In this satirical debut that is a slightly exaggerated reality and consistently humorous, we are given a peak into suburbia and all the secrets. Julie Langsdorf digs deep to uncover the real people in the neighborhood, their lack of communication and honestly with themselves and each other, their insecurities and private affairs along with their hopes and ideas of what it means to achieve the American Dream. White Elephant is an enjoyable snapshot of Anytown, USA where crazy things happen and it’s just another day!
Q & A with Julie Langsdorf
Q: How did you come up with the idea to write a book about neighborhood tension stemming from the presence of a big new house, nicknamed the White Elephant?
A: I was inspired to write the book in 2005, when a series of articles in The Washington Post and other D.C. publications detailed the chaos that was going on in some of the area’s older, established communities. People were moving into these towns and tearing down the older houses and building new, often enormous houses, much to the older residents’ chagrin. Neighbors were egging one another, yelling at each other in the street, and suing each other. It was such a big, juicy mess I couldn’t resist writing about it.
Q: Did you grow up in suburbia and are any of the characters based on people you know?
A: I grew up in a small town that bears some similarities to the fictional town of Willard Park. There’s a children’s library and houses that range from gracious Victorians to 1960’s split levels. The only character who is based on someone is Terrance, Ted’s twin brother, who is modeled after my own brother, Kenny—one of the sweetest people I know.
Q: Willard Park seemed familiar to me and I am sure to many who read White Elephant. Do you think people living in many suburban towns experience similar disagreements?
A: I think it’s a widespread problem. I’ve heard from people all over the country who say it feels like their neighborhood! We all have different ideas about the American Dream; sometimes it’s hard to reconcile those concepts within a community.
Q: As I was reading I was thinking the characters belong in a soap opera and then again, this small town outside of DC is an example of so many upper middle class towns…from the dispute over the trees and new houses, to the intimacy issues and infidelity, pot smoking, truancy, illness, wannabe artists, small business owners, coffee shops, town festivals, and even a community theater performance of Annie Get Your Gun…it all rings true and seems like a microcosm of the country today!

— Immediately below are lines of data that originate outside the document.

/// Protected-path matcher
///
/// Decides whether a candidate filesystem object may be acted on at all.
/// Deliberately a small segment-wise matcher instead of regex or full glob:
/// the protected-path semantics must stay auditable in isolation.
///
/// Two pattern classes:
/// - hard patterns protect the path itself and its whole subtree;
/// - keep-file exceptions protect exactly one path, checked after hard
///   patterns, and can only add protection, never remove it.
///
/// A single `*` segment matches exactly one path segment, literally. The
/// matcher is conservative: malformed input (empty or relative paths) is
/// reported as protected.

/// One pre-split pattern. Built once at construction, read-only after that,
/// so the guard is shareable without synchronization.
#[derive(Clone, Debug)]
struct Pattern {
    segments: Vec<Segment>,
}

#[derive(Clone, Debug, PartialEq, Eq)]
enum Segment {
    Literal(String),
    AnyOne,
}

impl Pattern {
    fn parse(raw: &str) -> Self {
        let segments = split_segments(raw)
            .into_iter()
            .map(|s| {
                if s == "*" {
                    Segment::AnyOne
                } else {
                    Segment::Literal(s)
                }
            })
            .collect();
        Self { segments }
    }

    /// True if `path_segs` equals this pattern or lies underneath it.
    fn covers_subtree(&self, path_segs: &[String]) -> bool {
        if path_segs.len() < self.segments.len() {
            return false;
        }
        self.matches_prefix(path_segs)
    }

    /// True if `path_segs` equals this pattern exactly.
    fn covers_exact(&self, path_segs: &[String]) -> bool {
        path_segs.len() == self.segments.len() && self.matches_prefix(path_segs)
    }

    fn matches_prefix(&self, path_segs: &[String]) -> bool {
        self.segments.iter().zip(path_segs).all(|(pat, seg)| match pat {
            Segment::Literal(lit) => lit == seg,
            Segment::AnyOne => true,
        })
    }
}

fn split_segments(path: &str) -> Vec<String> {
    path.split('/')
        .filter(|s| !s.is_empty())
        .map(|s| s.to_string())
        .collect()
}

/// The protected-path matcher. Pure and read-only after construction.
#[derive(Clone, Debug)]
pub struct PathGuard {
    hard: Vec<Pattern>,
    keep_files: Vec<Pattern>,
}

/// Subtrees the sweep must never enter. System configuration, binaries and
/// package state; per-user SSH material.
const DEFAULT_HARD: &[&str] = &[
    "/etc",
    "/boot",
    "/bin",
    "/sbin",
    "/usr",
    "/lib",
    "/lib64",
    "/opt",
    "/srv",
    "/var/lib",
    "/root/.ssh",
    "/home/*/.ssh",
];

/// Single files that must survive even though their parent directory is fair
/// game. Only meaningful under /var/log, which is intentionally not a hard
/// pattern: login accounting records are kept while ordinary logs are swept.
const DEFAULT_KEEP_FILES: &[&str] = &[
    "/var/log/wtmp",
    "/var/log/btmp",
    "/var/log/lastlog",
    "/var/log/faillog",
];

impl PathGuard {
    /// Guard with the built-in protection table.
    pub fn with_defaults() -> Self {
        Self::new(DEFAULT_HARD, DEFAULT_KEEP_FILES)
    }

    pub fn new(hard: &[&str], keep_files: &[&str]) -> Self {
        Self {
            hard: hard.iter().map(|p| Pattern::parse(p)).collect(),
            keep_files: keep_files.iter().map(|p| Pattern::parse(p)).collect(),
        }
    }

    /// Whether `path` must not be modified or deleted.
    ///
    /// Fail safe: empty or relative input is always protected.
    pub fn is_protected(&self, path: &str) -> bool {
        let trimmed = path.trim_end_matches('/');
        if trimmed.is_empty() {
            // "" and "/" both land here; refusing to touch the filesystem
            // root is the right call for both.
            return true;
        }
        if !trimmed.starts_with('/') {
            return true;
        }

        let segs = split_segments(trimmed);

        if self.hard.iter().any(|p| p.covers_subtree(&segs)) {
            return true;
        }
        // Exceptions come second and only ever widen protection.
        self.keep_files.iter().any(|p| p.covers_exact(&segs))
    }
}

#[cfg(test)]
mod tests {
    use super::*;

    fn guard() -> PathGuard {
        PathGuard::with_defaults()
    }

    #[test]
    fn test_hard_pattern_protects_itself_and_descendants() {
        let g = guard();
        assert!(g.is_protected("/etc"));
        assert!(g.is_protected("/etc/passwd"));
        assert!(g.is_protected("/etc/ssh/sshd_config"));
        assert!(g.is_protected("/var/lib/dpkg/status"));
    }

    #[test]
    fn test_prefix_match_respects_segment_boundary() {
        let g = guard();
        // /etcetera is not under /etc.
        assert!(!g.is_protected("/etcetera"));
        assert!(!g.is_protected("/var/libvirt"));
    }

    #[test]
    fn test_wildcard_segment_matches_one_segment() {
        let g = guard();
        assert!(g.is_protected("/home/alice/.ssh"));
        assert!(g.is_protected("/home/bob/.ssh/id_ed25519"));
        // Wildcard covers one segment, not two.
        assert!(!g.is_protected("/home/alice/projects/.ssh-agent.log"));
        assert!(!g.is_protected("/home/.ssh"));
    }

    #[test]
    fn test_keep_file_exceptions() {
        let g = guard();
        assert!(g.is_protected("/var/log/wtmp"));
        assert!(g.is_protected("/var/log/btmp"));
        assert!(g.is_protected("/var/log/lastlog"));
        // The parent directory is still sweepable.
        assert!(!g.is_protected("/var/log"));
        assert!(!g.is_protected("/var/log/syslog"));
        assert!(!g.is_protected("/var/log/wtmp.1"));
    }

    #[test]
    fn test_fail_safe_on_malformed_input() {
        let g = guard();
        assert!(g.is_protected(""));
        assert!(g.is_protected("/"));
        assert!(g.is_protected("var/log/syslog"));
        assert!(g.is_protected("relative/path"));
    }

    #[test]
    fn test_trailing_slash_normalized() {
        let g = guard();
        assert!(g.is_protected("/etc/"));
        assert!(g.is_protected("/etc/ssh/"));
        assert!(!g.is_protected("/var/log/"));
    }

    #[test]
    fn test_unprotected_targets() {
        let g = guard();
        assert!(!g.is_protected("/tmp/build-12345"));
        assert!(!g.is_protected("/home/alice/.cache"));
        assert!(!g.is_protected("/home/alice/.bash_history"));
        assert!(!g.is_protected("/var/cache/apt/archives"));
    }
}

So many things happen yet the story keeps moving forward smoothly as if all the craziness is just the norm. The satirical storytelling with a window into peoples’ lives was a joy to read. Where did you get all your ideas?
A: Thank you for saying that it’s a microcosm of what’s going on today! It really feels that way to me. Willard Park is dealing with the intense stratification we are all confronting these days. It’s so hard for people to see the ‘other side,’ and we are at risk of vilifying those who have a different perspective. There is a lot of craziness in this book, but I’m not sure it’s that much crazier than things that are going on in real life! I love the way community theater pulls a town together. There’s something so sweet about townspeople singing and practicing lines together just for the joy of it; it’s an interesting contrast to the divisiveness they are all feeling. My daughter was in Annie Get Your Gun when she was a child, so I picked that one. It’s such a wonderfully over-the-top show. I never really know where my ideas come from; I like to give my mind plenty of space to wander so oddball ideas can surface when they are ready to.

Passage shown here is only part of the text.